Word for word, retype the first line of the records and every following line through the one containing "pub enum PwdError".

Collected data
------------------------

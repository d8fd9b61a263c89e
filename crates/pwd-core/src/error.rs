//! Error types for pwd core operations.
//!
//! Every failure in hashing, decoding or verification surfaces as a distinct
//! variant so callers can tell a malformed stored hash apart from an
//! incompatible one. A wrong password is not an error: verification returns
//! `Ok(false)`.

use thiserror::Error;

/// Result type alias for pwd operations.
pub type Result<T> = std::result::Result<T, PwdError>;

/// Core error type for pwd operations.
#[derive(Debug, Error)]
pub enum PwdError {
    /// The secure random source failed while generating a salt
    #[error("Random source error: {0}")]
    RandomSource(String),

    /// The encoded hash is structurally malformed
    #[error("argon2id hash is not in the correct format: {0}")]
    Format(String),

    /// The encoded hash was produced by an unsupported Argon2 revision
    #[error("incorrect argon2 version: expected {expected}, got {found}")]
    Version { expected: u32, found: i64 },

    /// The salt or key segment is not valid unpadded base64
    #[error("Decode error in {field}: {source}")]
    Decode {
        field: &'static str,
        #[source]
        source: base64::DecodeError,
    },

    /// The Argon2 primitive rejected its inputs
    #[error("Key derivation error: {0}")]
    Derivation(String),

    /// Parameter file could not be parsed or serialized
    #[error("Config error: {0}")]
    Config(String),

    /// I/O error
    #[error("I/O error: {source}")]
    Io {
        #[from]
        source: std::io::Error,
    },
}

impl From<toml::de::Error> for PwdError {
    fn from(err: toml::de::Error) -> Self {
        PwdError::Config(err.to_string())
    }
}

impl From<toml::ser::Error> for PwdError {
    fn from(err: toml::ser::Error) -> Self {
        PwdError::Config(err.to_string())
    }
}
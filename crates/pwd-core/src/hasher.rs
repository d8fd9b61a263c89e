//! Password hashing and verification.
//!
//! Parameters are passed explicitly. See [`crate::global`] for the
//! process-wide convenience layer.

use crate::codec::{CostParameters, EncodedHash};
use crate::config::Argon2Parameters;
use crate::crypto::{derive_key, generate_salt, OsRandom, RandomSource};
use crate::error::{PwdError, Result};

/// Hash a password with a fresh random salt.
///
/// Zero fields in `params` take their defaults. The result is the encoded
/// hash string, which embeds everything needed for verification.
///
/// Derivation is memory-hard and blocking: callers serving concurrent
/// requests should run it off latency-critical paths.
///
/// # Errors
///
/// Returns `PwdError::RandomSource` if the OS random source fails, and
/// `PwdError::Derivation` if the primitive rejects the parameters.
///
/// # Examples
///
/// ```
/// use pwd_core::{hash_password, verify_password, Argon2Parameters};
///
/// let params = Argon2Parameters {
///     memory_kib: 1024,
///     ..Argon2Parameters::DEFAULT
/// };
/// let encoded = hash_password(b"password", &params).unwrap();
/// assert!(encoded.starts_with("$argon2id$v=19$m=1024,t=1,p=2$"));
/// assert!(verify_password(b"password", &encoded).unwrap());
/// ```
pub fn hash_password(password: &[u8], params: &Argon2Parameters) -> Result<String> {
    hash_password_with_source(password, params, &OsRandom)
}

/// Hash a password, drawing the salt from `source`.
pub fn hash_password_with_source(
    password: &[u8],
    params: &Argon2Parameters,
    source: &dyn RandomSource,
) -> Result<String> {
    let params = params.normalize();
    tracing::debug!(
        memory_kib = params.memory_kib,
        iterations = params.iterations,
        parallelism = params.parallelism,
        "hashing password"
    );

    let salt = generate_salt(source, params.salt_length as usize)?;
    let key = derive_key(
        password,
        &salt,
        params.iterations,
        params.memory_kib,
        params.parallelism,
        params.key_length as usize,
    )?;

    Ok(EncodedHash::new(CostParameters::from(&params), &salt, &key).to_string())
}

/// Verify a password against an encoded hash.
///
/// Returns `Ok(false)` for a wrong password. The cost parameters come from
/// the encoded hash alone; no shared configuration is read or written.
///
/// # Errors
///
/// Returns `PwdError::Format`, `PwdError::Version` or `PwdError::Decode` for
/// a malformed or incompatible hash, and `PwdError::Derivation` if the
/// embedded parameters are outside what the primitive accepts.
///
/// # Aborts
///
/// The memory cost is taken from the stored string as-is, up to `u32::MAX`
/// KiB. A hash claiming more memory than the host can allocate aborts the
/// process on allocation failure. Use [`verify_password_with_limit`] when
/// stored hashes are not fully trusted.
pub fn verify_password(password: &[u8], encoded: &str) -> Result<bool> {
    let parsed: EncodedHash = encoded.parse()?;
    verify_parsed(password, &parsed)
}

/// Verify a password, refusing hashes whose memory cost exceeds
/// `max_memory_kib`.
///
/// The limit is checked before any memory is allocated.
///
/// # Errors
///
/// As [`verify_password`], plus `PwdError::Derivation` when the embedded
/// memory cost is above the limit.
pub fn verify_password_with_limit(
    password: &[u8],
    encoded: &str,
    max_memory_kib: u32,
) -> Result<bool> {
    let parsed: EncodedHash = encoded.parse()?;
    let memory_kib = parsed.costs().memory_kib;
    if memory_kib > max_memory_kib {
        tracing::warn!(
            memory_kib,
            max_memory_kib,
            "rejecting hash above memory limit"
        );
        return Err(PwdError::Derivation(format!(
            "memory cost {} KiB exceeds limit of {} KiB",
            memory_kib, max_memory_kib
        )));
    }
    verify_parsed(password, &parsed)
}

fn verify_parsed(password: &[u8], parsed: &EncodedHash) -> Result<bool> {
    let costs = parsed.costs();
    tracing::debug!(
        memory_kib = costs.memory_kib,
        iterations = costs.iterations,
        parallelism = costs.parallelism,
        "verifying password"
    );

    let candidate = derive_key(
        password,
        parsed.salt(),
        costs.iterations,
        costs.memory_kib,
        costs.parallelism,
        parsed.key().len(),
    )?;

    Ok(candidate.ct_eq(parsed.key()))
}

#[cfg(test)]
mod tests {
    use super::*;

    fn fast_params() -> Argon2Parameters {
        Argon2Parameters {
            memory_kib: 256,
            iterations: 1,
            parallelism: 1,
            salt_length: 16,
            key_length: 32,
        }
    }

    struct FixedSource(u8);

    impl RandomSource for FixedSource {
        fn fill_bytes(&self, dest: &mut [u8]) -> Result<()> {
            dest.fill(self.0);
            Ok(())
        }
    }

    struct FailingSource;

    impl RandomSource for FailingSource {
        fn fill_bytes(&self, _dest: &mut [u8]) -> Result<()> {
            Err(PwdError::RandomSource("entropy exhausted".to_string()))
        }
    }

    #[test]
    fn test_hash_and_verify() {
        let encoded = hash_password(b"password", &fast_params()).unwrap();
        assert!(encoded.starts_with("$argon2id$v=19$m=256,t=1,p=1$"));
        assert!(verify_password(b"password", &encoded).unwrap());
        assert!(!verify_password(b"wrong", &encoded).unwrap());
    }

    #[test]
    fn test_hash_unique_salts() {
        let hash1 = hash_password(b"same-password", &fast_params()).unwrap();
        let hash2 = hash_password(b"same-password", &fast_params()).unwrap();
        assert_ne!(hash1, hash2);
    }

    #[test]
    fn test_fixed_source_is_deterministic() {
        let hash1 = hash_password_with_source(b"password", &fast_params(), &FixedSource(7)).unwrap();
        let hash2 = hash_password_with_source(b"password", &fast_params(), &FixedSource(7)).unwrap();
        assert_eq!(hash1, hash2);
    }

    #[test]
    fn test_random_source_failure_propagates() {
        let result = hash_password_with_source(b"password", &fast_params(), &FailingSource);
        assert!(matches!(result, Err(PwdError::RandomSource(_))));
    }

    #[test]
    fn test_hash_normalizes_zero_fields() {
        let params = Argon2Parameters {
            memory_kib: 256,
            iterations: 0,
            parallelism: 1,
            salt_length: 0,
            key_length: 0,
        };
        let encoded = hash_password(b"password", &params).unwrap();
        let parsed: EncodedHash = encoded.parse().unwrap();
        assert_eq!(parsed.costs().iterations, 1);
        assert_eq!(parsed.salt().len(), 16);
        assert_eq!(parsed.key().len(), 32);
    }

    #[test]
    fn test_custom_lengths_round_trip() {
        let params = Argon2Parameters {
            salt_length: 24,
            key_length: 64,
            ..fast_params()
        };
        let encoded = hash_password(b"password", &params).unwrap();
        let parsed: EncodedHash = encoded.parse().unwrap();
        assert_eq!(parsed.salt().len(), 24);
        assert_eq!(parsed.key().len(), 64);
        assert!(verify_password(b"password", &encoded).unwrap());
    }

    #[test]
    fn test_rejected_parameters_surface_as_derivation_error() {
        let params = Argon2Parameters {
            salt_length: 4,
            ..fast_params()
        };
        let result = hash_password(b"password", &params);
        assert!(matches!(result, Err(PwdError::Derivation(_))));
    }

    #[test]
    fn test_empty_password() {
        let encoded = hash_password(b"", &fast_params()).unwrap();
        assert!(verify_password(b"", &encoded).unwrap());
        assert!(!verify_password(b"not-empty", &encoded).unwrap());
    }

    #[test]
    fn test_unicode_password() {
        let password = "パスワード🔐";
        let encoded = hash_password(password.as_bytes(), &fast_params()).unwrap();
        assert!(verify_password(password.as_bytes(), &encoded).unwrap());
        assert!(!verify_password(b"password", &encoded).unwrap());
    }

    #[test]
    fn test_verify_uses_embedded_parameters() {
        let encoded = hash_password(
            b"password",
            &Argon2Parameters {
                memory_kib: 512,
                iterations: 2,
                ..fast_params()
            },
        )
        .unwrap();
        assert!(encoded.contains("$m=512,t=2,p=1$"));
        assert!(verify_password(b"password", &encoded).unwrap());
    }

    #[test]
    fn test_memory_limit_rejects_before_deriving() {
        let encoded = "$argon2id$v=19$m=4294967295,t=1,p=1$c29tZXNhbHQxMjM0NTY3OA$AQEBAQEBAQEBAQEBAQEBAQEBAQEBAQEBAQEBAQEBAQE";
        let result = verify_password_with_limit(b"password", encoded, 64 * 1024);
        assert!(matches!(result, Err(PwdError::Derivation(_))));
    }

    #[test]
    fn test_memory_limit_allows_hashes_within_it() {
        let encoded = hash_password(b"password", &fast_params()).unwrap();
        assert!(verify_password_with_limit(b"password", &encoded, 256).unwrap());
        assert!(!verify_password_with_limit(b"wrong", &encoded, 256).unwrap());
        assert!(matches!(
            verify_password_with_limit(b"password", &encoded, 255),
            Err(PwdError::Derivation(_))
        ));
    }

    #[test]
    fn test_verify_malformed_hash() {
        let result = verify_password(b"password", "not-a-valid-hash");
        assert!(matches!(result, Err(PwdError::Format(_))));
    }
}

------------------------

Exercise answer:
repository d8fd9b61a263c89e
filename crates/pwd-core/src/error.rs
//! Error types for pwd core operations.
//!
//! Every failure in hashing, decoding or verification surfaces as a distinct
//! variant so callers can tell a malformed stored hash apart from an
//! incompatible one. A wrong password is not an error: verification returns
//! `Ok(false)`.

use thiserror::Error;

/// Result type alias for pwd operations.
pub type Result<T> = std::result::Result<T, PwdError>;

/// Core error type for pwd operations.
#[derive(Debug, Error)]
pub enum PwdError {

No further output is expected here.